#### Materials provided ####
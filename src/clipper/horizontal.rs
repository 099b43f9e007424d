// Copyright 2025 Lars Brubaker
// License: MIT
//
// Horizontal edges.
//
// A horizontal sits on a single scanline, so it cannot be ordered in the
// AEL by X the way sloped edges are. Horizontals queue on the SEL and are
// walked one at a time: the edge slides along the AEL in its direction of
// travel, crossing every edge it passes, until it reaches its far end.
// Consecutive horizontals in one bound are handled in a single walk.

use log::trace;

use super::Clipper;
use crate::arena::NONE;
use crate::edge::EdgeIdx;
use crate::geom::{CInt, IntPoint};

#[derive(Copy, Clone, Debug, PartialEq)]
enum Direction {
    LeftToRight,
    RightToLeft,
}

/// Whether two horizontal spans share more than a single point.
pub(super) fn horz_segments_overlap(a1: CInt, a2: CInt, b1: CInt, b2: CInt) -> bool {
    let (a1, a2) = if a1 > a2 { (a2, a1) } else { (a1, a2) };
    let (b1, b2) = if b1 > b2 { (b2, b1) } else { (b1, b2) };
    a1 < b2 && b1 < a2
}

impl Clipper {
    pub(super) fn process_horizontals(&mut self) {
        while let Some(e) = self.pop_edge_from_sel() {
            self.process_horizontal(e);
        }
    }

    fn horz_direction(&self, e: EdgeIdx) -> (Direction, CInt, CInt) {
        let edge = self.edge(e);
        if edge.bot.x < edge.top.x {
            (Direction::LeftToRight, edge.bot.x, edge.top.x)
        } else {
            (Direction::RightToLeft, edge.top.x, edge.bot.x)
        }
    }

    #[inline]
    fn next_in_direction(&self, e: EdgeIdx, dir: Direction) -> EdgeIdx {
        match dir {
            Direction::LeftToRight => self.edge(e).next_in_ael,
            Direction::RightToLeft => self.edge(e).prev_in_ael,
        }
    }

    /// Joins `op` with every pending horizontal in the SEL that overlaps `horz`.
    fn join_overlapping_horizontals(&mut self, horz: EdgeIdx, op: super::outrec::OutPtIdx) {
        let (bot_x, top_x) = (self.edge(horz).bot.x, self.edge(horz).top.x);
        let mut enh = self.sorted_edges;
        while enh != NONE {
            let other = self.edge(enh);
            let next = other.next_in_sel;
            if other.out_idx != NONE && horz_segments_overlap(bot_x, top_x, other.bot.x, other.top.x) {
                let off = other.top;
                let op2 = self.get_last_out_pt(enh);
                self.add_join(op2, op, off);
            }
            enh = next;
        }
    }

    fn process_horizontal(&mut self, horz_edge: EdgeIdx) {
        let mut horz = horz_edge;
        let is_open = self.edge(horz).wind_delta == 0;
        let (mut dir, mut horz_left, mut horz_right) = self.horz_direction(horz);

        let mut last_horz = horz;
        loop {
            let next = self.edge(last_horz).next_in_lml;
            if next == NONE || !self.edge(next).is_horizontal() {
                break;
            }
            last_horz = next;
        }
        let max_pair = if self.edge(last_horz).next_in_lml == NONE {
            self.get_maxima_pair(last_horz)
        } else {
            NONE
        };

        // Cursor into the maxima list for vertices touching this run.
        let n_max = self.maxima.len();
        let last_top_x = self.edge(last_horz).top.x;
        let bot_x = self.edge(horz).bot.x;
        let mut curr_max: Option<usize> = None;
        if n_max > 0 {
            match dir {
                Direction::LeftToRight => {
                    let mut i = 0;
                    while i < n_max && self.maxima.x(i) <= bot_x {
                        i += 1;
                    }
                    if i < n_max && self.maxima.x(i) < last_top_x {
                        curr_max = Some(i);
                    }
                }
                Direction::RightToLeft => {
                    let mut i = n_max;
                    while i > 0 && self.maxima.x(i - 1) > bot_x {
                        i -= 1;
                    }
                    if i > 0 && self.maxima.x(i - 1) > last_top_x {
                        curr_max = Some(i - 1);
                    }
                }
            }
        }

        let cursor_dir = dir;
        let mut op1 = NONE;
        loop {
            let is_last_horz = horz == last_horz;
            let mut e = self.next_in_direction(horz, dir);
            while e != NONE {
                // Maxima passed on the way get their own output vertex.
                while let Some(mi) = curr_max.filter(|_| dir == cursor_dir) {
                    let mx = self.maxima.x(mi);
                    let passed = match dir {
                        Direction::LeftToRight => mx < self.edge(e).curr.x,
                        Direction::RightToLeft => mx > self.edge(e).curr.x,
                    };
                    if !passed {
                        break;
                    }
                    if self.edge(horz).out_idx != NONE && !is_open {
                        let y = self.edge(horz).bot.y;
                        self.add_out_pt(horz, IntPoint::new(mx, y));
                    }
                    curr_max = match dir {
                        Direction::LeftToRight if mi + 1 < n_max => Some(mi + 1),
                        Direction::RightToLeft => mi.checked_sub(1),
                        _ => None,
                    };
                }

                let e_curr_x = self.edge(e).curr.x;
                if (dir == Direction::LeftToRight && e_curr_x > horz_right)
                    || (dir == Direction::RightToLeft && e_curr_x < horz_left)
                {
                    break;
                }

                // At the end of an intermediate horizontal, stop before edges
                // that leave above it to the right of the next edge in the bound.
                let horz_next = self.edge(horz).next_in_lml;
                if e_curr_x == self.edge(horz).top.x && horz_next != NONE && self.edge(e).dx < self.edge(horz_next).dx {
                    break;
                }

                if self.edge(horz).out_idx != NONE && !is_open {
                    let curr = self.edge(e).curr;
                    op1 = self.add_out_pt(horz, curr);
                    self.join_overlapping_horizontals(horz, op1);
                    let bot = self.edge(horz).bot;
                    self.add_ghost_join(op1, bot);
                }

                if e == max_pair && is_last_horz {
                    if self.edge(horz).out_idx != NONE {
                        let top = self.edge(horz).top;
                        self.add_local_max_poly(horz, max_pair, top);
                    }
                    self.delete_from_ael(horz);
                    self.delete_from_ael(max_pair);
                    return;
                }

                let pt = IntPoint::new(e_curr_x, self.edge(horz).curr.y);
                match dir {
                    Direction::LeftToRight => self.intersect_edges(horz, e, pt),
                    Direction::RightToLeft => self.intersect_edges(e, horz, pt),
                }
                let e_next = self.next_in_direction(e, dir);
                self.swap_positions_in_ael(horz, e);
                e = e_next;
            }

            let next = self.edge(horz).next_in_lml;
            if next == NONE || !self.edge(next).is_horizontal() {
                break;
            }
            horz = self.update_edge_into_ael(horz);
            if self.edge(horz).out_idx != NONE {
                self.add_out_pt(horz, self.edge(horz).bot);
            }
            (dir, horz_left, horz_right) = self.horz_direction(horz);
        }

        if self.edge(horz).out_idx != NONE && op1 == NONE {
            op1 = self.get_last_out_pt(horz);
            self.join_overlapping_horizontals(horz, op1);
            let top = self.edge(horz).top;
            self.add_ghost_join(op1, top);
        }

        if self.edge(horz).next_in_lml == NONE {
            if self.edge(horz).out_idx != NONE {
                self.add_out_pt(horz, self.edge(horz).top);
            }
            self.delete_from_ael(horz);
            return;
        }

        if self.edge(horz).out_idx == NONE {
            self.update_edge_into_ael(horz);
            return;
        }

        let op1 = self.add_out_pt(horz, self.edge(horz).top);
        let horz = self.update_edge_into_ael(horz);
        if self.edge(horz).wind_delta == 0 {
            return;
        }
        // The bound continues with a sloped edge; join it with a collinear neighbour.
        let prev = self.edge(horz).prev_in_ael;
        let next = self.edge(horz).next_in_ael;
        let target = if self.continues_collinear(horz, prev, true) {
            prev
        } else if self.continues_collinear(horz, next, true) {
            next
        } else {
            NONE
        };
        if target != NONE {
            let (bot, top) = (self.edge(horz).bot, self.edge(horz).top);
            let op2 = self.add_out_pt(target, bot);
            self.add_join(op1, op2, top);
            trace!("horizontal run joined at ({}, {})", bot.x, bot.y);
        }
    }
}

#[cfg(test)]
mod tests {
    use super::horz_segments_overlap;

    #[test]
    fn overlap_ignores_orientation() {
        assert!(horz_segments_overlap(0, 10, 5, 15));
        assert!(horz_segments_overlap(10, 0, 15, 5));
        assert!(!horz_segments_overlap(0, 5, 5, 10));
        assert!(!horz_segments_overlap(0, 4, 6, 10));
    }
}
####
Task description:
Repeat exactly the lines of the listing from its first line through the line that holds "fn horz_direction(&self, e: EdgeIdx)". Nothing else should appear.

Completed task:
filename src/clipper/horizontal.rs
repository 099b43f9e007424d
// Copyright 2025 Lars Brubaker
// License: MIT
//
// Horizontal edges.
//
// A horizontal sits on a single scanline, so it cannot be ordered in the
// AEL by X the way sloped edges are. Horizontals queue on the SEL and are
// walked one at a time: the edge slides along the AEL in its direction of
// travel, crossing every edge it passes, until it reaches its far end.
// Consecutive horizontals in one bound are handled in a single walk.

use log::trace;

use super::Clipper;
use crate::arena::NONE;
use crate::edge::EdgeIdx;
use crate::geom::{CInt, IntPoint};

#[derive(Copy, Clone, Debug, PartialEq)]
enum Direction {
    LeftToRight,
    RightToLeft,
}

/// Whether two horizontal spans share more than a single point.
pub(super) fn horz_segments_overlap(a1: CInt, a2: CInt, b1: CInt, b2: CInt) -> bool {
    let (a1, a2) = if a1 > a2 { (a2, a1) } else { (a1, a2) };
    let (b1, b2) = if b1 > b2 { (b2, b1) } else { (b1, b2) };
    a1 < b2 && b1 < a2
}

impl Clipper {
    pub(super) fn process_horizontals(&mut self) {
        while let Some(e) = self.pop_edge_from_sel() {
            self.process_horizontal(e);
        }
    }

    fn horz_direction(&self, e: EdgeIdx) -> (Direction, CInt, CInt) {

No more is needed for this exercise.